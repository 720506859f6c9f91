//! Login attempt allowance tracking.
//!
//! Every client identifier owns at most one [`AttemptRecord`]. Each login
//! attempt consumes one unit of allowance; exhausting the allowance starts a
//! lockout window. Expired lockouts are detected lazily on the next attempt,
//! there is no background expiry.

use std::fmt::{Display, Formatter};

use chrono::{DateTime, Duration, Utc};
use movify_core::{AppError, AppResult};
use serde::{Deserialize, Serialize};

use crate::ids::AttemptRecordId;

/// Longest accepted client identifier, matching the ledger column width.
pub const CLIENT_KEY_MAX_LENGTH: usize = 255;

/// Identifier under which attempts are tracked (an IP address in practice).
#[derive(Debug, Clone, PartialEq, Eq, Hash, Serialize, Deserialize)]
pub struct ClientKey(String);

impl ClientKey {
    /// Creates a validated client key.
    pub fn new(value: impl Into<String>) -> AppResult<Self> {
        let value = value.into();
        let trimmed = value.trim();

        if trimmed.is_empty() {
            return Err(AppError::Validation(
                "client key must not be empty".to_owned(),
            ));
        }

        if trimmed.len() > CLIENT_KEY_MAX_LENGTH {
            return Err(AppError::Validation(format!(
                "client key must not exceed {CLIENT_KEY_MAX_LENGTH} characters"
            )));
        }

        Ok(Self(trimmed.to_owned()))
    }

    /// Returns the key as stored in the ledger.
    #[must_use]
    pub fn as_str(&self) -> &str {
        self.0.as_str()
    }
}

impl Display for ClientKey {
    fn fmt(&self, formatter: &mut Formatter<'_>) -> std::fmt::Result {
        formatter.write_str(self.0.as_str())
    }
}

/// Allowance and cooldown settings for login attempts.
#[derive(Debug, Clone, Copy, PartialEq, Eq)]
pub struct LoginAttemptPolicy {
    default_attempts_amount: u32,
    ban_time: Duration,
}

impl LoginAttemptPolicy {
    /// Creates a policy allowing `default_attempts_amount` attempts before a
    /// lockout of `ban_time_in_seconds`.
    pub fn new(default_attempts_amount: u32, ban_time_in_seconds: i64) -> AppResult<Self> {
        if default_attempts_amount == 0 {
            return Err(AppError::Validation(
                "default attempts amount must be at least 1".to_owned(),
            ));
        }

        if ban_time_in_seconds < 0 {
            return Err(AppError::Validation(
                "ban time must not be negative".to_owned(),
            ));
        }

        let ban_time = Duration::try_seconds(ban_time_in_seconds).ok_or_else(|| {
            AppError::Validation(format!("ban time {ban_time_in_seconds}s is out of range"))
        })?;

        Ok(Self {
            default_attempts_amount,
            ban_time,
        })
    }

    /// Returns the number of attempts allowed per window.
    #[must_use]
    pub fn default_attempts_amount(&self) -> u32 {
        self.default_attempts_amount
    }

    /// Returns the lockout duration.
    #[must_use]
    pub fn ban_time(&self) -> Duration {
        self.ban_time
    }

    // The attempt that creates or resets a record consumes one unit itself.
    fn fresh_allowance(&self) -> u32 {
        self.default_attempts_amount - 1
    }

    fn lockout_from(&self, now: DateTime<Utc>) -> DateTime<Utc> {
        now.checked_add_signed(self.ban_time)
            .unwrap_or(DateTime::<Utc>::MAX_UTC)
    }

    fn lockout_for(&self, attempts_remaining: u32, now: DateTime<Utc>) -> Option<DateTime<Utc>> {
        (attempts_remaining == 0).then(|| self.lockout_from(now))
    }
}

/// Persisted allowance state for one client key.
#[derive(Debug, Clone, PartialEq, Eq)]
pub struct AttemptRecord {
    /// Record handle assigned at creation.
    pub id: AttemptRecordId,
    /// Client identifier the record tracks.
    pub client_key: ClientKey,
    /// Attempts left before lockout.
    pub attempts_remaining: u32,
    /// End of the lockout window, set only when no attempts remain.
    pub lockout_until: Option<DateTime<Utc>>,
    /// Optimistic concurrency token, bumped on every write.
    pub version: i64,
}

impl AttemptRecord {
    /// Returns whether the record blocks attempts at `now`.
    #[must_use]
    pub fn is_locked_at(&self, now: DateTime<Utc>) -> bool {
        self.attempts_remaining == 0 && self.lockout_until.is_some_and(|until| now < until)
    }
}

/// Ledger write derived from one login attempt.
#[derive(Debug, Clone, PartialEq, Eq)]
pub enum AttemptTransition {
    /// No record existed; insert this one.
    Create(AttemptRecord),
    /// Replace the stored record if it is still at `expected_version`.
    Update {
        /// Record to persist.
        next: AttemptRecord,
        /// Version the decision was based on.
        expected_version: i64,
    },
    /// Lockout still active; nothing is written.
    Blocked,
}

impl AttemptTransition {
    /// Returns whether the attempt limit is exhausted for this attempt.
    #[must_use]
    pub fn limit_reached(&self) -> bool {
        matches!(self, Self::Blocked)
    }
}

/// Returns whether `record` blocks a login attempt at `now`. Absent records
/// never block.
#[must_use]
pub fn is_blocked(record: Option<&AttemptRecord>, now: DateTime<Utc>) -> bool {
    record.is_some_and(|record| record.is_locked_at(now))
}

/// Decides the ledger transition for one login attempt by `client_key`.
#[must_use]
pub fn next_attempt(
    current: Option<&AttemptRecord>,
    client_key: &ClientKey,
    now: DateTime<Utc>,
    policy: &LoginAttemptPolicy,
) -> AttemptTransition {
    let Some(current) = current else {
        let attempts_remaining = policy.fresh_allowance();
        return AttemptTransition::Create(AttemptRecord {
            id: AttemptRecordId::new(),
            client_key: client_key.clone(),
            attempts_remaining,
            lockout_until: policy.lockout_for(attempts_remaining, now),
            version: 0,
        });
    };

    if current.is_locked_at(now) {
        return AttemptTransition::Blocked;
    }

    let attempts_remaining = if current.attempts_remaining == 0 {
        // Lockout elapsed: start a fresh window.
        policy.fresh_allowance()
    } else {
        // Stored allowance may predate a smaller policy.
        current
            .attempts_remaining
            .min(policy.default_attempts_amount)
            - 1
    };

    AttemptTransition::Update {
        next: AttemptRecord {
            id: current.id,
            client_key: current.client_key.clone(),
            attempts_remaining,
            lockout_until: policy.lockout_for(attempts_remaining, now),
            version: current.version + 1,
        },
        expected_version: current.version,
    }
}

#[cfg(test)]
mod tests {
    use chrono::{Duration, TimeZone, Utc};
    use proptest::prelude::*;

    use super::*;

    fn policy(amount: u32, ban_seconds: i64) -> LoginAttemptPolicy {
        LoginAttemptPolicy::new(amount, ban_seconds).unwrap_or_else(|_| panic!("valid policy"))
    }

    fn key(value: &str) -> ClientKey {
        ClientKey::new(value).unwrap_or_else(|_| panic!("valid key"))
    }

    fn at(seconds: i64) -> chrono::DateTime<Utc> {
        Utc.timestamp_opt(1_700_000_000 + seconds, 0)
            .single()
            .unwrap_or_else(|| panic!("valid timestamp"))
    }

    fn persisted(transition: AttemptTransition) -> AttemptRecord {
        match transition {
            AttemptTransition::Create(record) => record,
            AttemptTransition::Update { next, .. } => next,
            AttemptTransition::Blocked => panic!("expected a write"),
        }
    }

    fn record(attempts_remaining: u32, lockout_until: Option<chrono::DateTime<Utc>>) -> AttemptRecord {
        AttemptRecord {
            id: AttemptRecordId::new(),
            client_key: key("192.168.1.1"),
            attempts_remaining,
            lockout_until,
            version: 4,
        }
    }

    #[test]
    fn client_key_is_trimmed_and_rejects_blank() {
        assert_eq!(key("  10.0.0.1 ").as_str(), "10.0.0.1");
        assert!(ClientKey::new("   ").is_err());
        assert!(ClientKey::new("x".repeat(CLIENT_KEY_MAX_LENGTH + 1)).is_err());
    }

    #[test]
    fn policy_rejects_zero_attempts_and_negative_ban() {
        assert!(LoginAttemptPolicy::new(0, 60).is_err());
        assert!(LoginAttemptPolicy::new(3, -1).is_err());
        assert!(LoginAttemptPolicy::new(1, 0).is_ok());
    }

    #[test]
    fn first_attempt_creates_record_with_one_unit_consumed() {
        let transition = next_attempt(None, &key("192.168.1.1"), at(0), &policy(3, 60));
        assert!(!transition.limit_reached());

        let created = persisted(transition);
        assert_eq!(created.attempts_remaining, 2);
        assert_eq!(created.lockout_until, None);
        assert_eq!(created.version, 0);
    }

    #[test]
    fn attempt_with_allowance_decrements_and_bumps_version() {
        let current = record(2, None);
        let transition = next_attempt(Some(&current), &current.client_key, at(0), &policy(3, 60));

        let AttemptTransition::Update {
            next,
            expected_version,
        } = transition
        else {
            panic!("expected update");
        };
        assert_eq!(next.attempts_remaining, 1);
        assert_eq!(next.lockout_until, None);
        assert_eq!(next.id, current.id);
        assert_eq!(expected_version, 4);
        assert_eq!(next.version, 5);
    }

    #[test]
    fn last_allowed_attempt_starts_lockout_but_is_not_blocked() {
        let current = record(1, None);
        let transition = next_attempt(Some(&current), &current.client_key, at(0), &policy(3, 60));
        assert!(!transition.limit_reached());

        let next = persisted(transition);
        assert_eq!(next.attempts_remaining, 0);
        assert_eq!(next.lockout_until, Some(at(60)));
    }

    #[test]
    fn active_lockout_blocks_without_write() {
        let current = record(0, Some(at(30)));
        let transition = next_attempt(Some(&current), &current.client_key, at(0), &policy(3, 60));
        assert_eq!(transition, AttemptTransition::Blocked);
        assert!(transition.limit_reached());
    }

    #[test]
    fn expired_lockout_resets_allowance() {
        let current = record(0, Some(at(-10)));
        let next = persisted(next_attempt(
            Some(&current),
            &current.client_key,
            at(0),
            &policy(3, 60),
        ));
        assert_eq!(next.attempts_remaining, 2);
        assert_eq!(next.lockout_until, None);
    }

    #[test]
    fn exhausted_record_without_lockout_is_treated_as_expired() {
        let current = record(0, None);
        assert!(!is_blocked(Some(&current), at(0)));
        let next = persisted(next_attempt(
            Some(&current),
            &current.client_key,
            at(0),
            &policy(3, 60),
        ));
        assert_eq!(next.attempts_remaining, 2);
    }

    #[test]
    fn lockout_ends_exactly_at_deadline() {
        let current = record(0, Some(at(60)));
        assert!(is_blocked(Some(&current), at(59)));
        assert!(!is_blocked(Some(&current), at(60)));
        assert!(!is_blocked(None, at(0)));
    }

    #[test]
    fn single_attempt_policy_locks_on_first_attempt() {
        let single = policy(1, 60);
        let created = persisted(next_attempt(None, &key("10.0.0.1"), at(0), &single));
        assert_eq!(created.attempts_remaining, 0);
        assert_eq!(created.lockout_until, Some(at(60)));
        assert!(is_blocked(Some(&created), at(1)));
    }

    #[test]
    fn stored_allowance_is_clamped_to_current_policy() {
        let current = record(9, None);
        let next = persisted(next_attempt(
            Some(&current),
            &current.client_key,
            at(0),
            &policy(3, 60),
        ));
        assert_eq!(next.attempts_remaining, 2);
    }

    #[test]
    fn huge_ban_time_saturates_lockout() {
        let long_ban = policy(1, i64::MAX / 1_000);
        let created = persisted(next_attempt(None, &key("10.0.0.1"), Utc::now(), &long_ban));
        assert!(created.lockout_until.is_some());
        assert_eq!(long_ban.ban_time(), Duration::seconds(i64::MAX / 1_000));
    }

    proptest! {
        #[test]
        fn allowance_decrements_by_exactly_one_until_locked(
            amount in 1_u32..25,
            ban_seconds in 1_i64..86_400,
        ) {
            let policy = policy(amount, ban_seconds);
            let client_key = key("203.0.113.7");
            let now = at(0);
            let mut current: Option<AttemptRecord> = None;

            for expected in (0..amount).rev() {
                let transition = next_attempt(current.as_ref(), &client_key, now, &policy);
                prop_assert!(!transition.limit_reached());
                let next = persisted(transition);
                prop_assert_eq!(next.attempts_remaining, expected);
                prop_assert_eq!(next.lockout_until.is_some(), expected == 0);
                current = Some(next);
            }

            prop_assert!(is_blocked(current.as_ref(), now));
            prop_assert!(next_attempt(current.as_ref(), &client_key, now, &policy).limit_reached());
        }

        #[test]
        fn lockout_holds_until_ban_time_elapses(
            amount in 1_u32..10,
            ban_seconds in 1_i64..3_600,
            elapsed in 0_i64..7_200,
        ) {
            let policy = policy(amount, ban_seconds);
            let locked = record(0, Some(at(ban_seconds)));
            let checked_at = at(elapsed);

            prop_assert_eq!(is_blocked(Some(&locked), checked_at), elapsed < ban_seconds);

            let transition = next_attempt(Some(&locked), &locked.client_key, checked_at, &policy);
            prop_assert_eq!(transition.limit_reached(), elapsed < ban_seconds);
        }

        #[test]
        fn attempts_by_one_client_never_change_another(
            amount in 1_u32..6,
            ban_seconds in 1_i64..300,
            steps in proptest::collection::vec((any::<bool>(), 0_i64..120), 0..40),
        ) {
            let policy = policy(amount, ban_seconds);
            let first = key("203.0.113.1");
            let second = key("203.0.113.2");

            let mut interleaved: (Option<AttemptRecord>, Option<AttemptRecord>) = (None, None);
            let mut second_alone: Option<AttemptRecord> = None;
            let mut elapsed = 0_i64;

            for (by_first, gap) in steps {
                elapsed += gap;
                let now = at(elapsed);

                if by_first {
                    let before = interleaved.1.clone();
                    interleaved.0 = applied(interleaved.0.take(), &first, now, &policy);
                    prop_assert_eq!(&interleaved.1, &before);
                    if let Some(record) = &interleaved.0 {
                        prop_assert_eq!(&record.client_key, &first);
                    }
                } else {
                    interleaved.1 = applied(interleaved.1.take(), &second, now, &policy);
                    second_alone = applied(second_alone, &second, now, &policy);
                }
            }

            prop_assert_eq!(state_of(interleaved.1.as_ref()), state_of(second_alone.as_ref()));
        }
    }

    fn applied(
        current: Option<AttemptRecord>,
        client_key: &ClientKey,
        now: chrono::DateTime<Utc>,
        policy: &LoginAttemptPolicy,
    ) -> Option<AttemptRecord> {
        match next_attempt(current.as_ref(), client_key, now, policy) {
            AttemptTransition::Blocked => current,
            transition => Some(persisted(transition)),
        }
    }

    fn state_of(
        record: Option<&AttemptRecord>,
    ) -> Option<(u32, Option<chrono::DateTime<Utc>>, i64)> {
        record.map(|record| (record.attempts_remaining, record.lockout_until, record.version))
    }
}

__What you need to do__
Which of the lines above hold the word "panic"? Copy each one.

__Answer area__
        LoginAttemptPolicy::new(amount, ban_seconds).unwrap_or_else(|_| panic!("valid policy"))
        ClientKey::new(value).unwrap_or_else(|_| panic!("valid key"))
            .unwrap_or_else(|| panic!("valid timestamp"))
            AttemptTransition::Blocked => panic!("expected a write"),
            panic!("expected update");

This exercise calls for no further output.